(Stored items)
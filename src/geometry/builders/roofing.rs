//! Roofing builder: deck, field plies, base flashing, parapet and coping.

use glam::Vec3;

use crate::detail::{PositionTier, ProfileShape, SemanticDetail, SemanticLayer};
use crate::resolver::resolve_material_type;

use super::{group_thickness, stacked_plies, BuildContext};
use crate::geometry::appearance::base_appearance;
use crate::geometry::types::{Axis, PrimitiveShape, ReconstructedPrimitive};

/// Parapet rise above the deck when "parapet-height" is not declared (mm).
const DEFAULT_PARAPET_HEIGHT_MM: f32 = 600.0;
/// Parapet wall thickness when "wall-thickness" is not declared (mm).
const DEFAULT_WALL_THICKNESS_MM: f32 = 200.0;
/// Base flashing rise above the field plies when "flashing-height" is
/// not declared (mm).
const DEFAULT_FLASHING_HEIGHT_MM: f32 = 300.0;
/// Drawn face height of the coping profile (mm).
const COPING_FACE_HEIGHT_MM: f32 = 75.0;
/// Coping overhang past each wall face (mm).
const COPING_OVERHANG_MM: f32 = 25.0;
/// Leg size of a cant strip wedge (mm).
const CANT_LEG_MM: f32 = 50.0;
/// Termination bar cross-section (mm).
const TERM_BAR_THICKNESS_MM: f32 = 3.0;
const TERM_BAR_HEIGHT_MM: f32 = 25.0;

pub(crate) fn build(detail: &SemanticDetail, ctx: &mut BuildContext) -> Vec<ReconstructedPrimitive> {
    let width = detail.viewport.width;
    let depth = detail.viewport.depth;
    let parapet_height = detail
        .parameter("parapet-height", DEFAULT_PARAPET_HEIGHT_MM)
        .max(0.0);
    let wall_thickness = detail
        .parameter("wall-thickness", DEFAULT_WALL_THICKNESS_MM)
        .max(1.0);
    let flashing_height = detail
        .parameter("flashing-height", DEFAULT_FLASHING_HEIGHT_MM)
        .max(0.0);

    // The parapet wall stands at the left viewport edge; the deck and
    // field plies fill the rest. Deck top is the y origin.
    let wall_center_x = -(width - wall_thickness) / 2.0;
    let wall_inner_x = wall_center_x + wall_thickness / 2.0;
    let deck_width = width - wall_thickness;
    let deck_center_x = wall_inner_x + deck_width / 2.0;

    let substrate: Vec<_> = detail
        .layers
        .iter()
        .filter(|l| l.position_tier() == PositionTier::Substrate)
        .collect();
    let field: Vec<_> = detail
        .layers
        .iter()
        .filter(|l| {
            matches!(
                l.position_tier(),
                PositionTier::Field | PositionTier::Accessory
            ) && !is_cant(l)
        })
        .collect();
    let flashing: Vec<_> = detail
        .layers
        .iter()
        .filter(|l| l.position_tier() == PositionTier::Flashing && !is_cant(l))
        .collect();
    let termination: Vec<_> = detail
        .layers
        .iter()
        .filter(|l| l.position_tier() == PositionTier::Termination)
        .collect();
    let cants: Vec<_> = detail.layers.iter().filter(|l| is_cant(l)).collect();

    let mut primitives = Vec::new();

    // Structural substrate, stacked so its top face is the y origin.
    let substrate_thickness = group_thickness(&substrate);
    primitives.extend(stacked_plies(
        &substrate,
        deck_width,
        depth,
        -substrate_thickness,
        deck_center_x,
        ctx,
    ));

    // Context parapet the flashing terminates against. No layer
    // describes it; it is implied by the category.
    if parapet_height > 0.0 {
        let appearance = ctx.appearances.intern(base_appearance("cmu-wall"));
        primitives.push(ReconstructedPrimitive {
            layer_id: "parapet-structure".to_string(),
            shape: PrimitiveShape::Box {
                size: Vec3::new(wall_thickness, parapet_height + substrate_thickness, depth),
            },
            center: Vec3::new(
                wall_center_x,
                (parapet_height - substrate_thickness) / 2.0,
                0.0,
            ),
            appearance,
        });
    }

    // Field plies build up from the deck top.
    primitives.extend(stacked_plies(&field, deck_width, depth, 0.0, deck_center_x, ctx));
    let field_top = group_thickness(&field);

    // Cant strips ease the transition at the wall base.
    for layer in &cants {
        let appearance = ctx.appearances.intern_layer(layer);
        primitives.push(ReconstructedPrimitive {
            layer_id: layer.id.clone(),
            shape: PrimitiveShape::Extrusion {
                profile: ProfileShape::Wedge,
                size: Vec3::new(CANT_LEG_MM, CANT_LEG_MM, depth),
                axis: Axis::Z,
            },
            center: Vec3::new(
                wall_inner_x + CANT_LEG_MM / 2.0,
                field_top + CANT_LEG_MM / 2.0,
                0.0,
            ),
            appearance,
        });
    }

    // Base flashing plies rise up the inner wall face, each one outboard
    // of the previous.
    let mut flashing_offset = 0.0;
    for layer in &flashing {
        let thickness = layer.thickness_mm.max(0.0);
        if thickness <= 0.0 {
            ctx.note(format!("layer {} has zero thickness, not drawn", layer.id));
            continue;
        }
        let appearance = ctx.appearances.intern_layer(layer);
        primitives.push(ReconstructedPrimitive {
            layer_id: layer.id.clone(),
            shape: PrimitiveShape::Box {
                size: Vec3::new(thickness, flashing_height, depth),
            },
            center: Vec3::new(
                wall_inner_x + flashing_offset + thickness / 2.0,
                field_top + flashing_height / 2.0,
                0.0,
            ),
            appearance,
        });
        flashing_offset += thickness;
    }

    // Terminations: coping caps the parapet, termination bars pin the
    // flashing top edge.
    for layer in &termination {
        let appearance = ctx.appearances.intern_layer(layer);
        if resolve_material_type(layer) == Some("termination-bar") {
            primitives.push(ReconstructedPrimitive {
                layer_id: layer.id.clone(),
                shape: PrimitiveShape::Box {
                    size: Vec3::new(TERM_BAR_THICKNESS_MM, TERM_BAR_HEIGHT_MM, depth),
                },
                center: Vec3::new(
                    wall_inner_x + flashing_offset + TERM_BAR_THICKNESS_MM / 2.0,
                    field_top + flashing_height - TERM_BAR_HEIGHT_MM / 2.0,
                    0.0,
                ),
                appearance,
            });
        } else {
            let profile = layer.profile.unwrap_or(ProfileShape::Channel);
            primitives.push(ReconstructedPrimitive {
                layer_id: layer.id.clone(),
                shape: PrimitiveShape::Extrusion {
                    profile,
                    size: Vec3::new(
                        wall_thickness + 2.0 * COPING_OVERHANG_MM,
                        COPING_FACE_HEIGHT_MM,
                        depth,
                    ),
                    axis: Axis::Z,
                },
                center: Vec3::new(
                    wall_center_x,
                    parapet_height + COPING_FACE_HEIGHT_MM / 2.0,
                    0.0,
                ),
                appearance,
            });
        }
    }

    primitives
}

fn is_cant(layer: &SemanticLayer) -> bool {
    resolve_material_type(layer) == Some("cant-strip")
}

## EXERCISE
Scan the records above for the string "SemanticDetail", then report every line that contains it.

## ANSWER FOR THIS EXERCISE
use crate::detail::{PositionTier, ProfileShape, SemanticDetail, SemanticLayer};
pub(crate) fn build(detail: &SemanticDetail, ctx: &mut BuildContext) -> Vec<ReconstructedPrimitive> {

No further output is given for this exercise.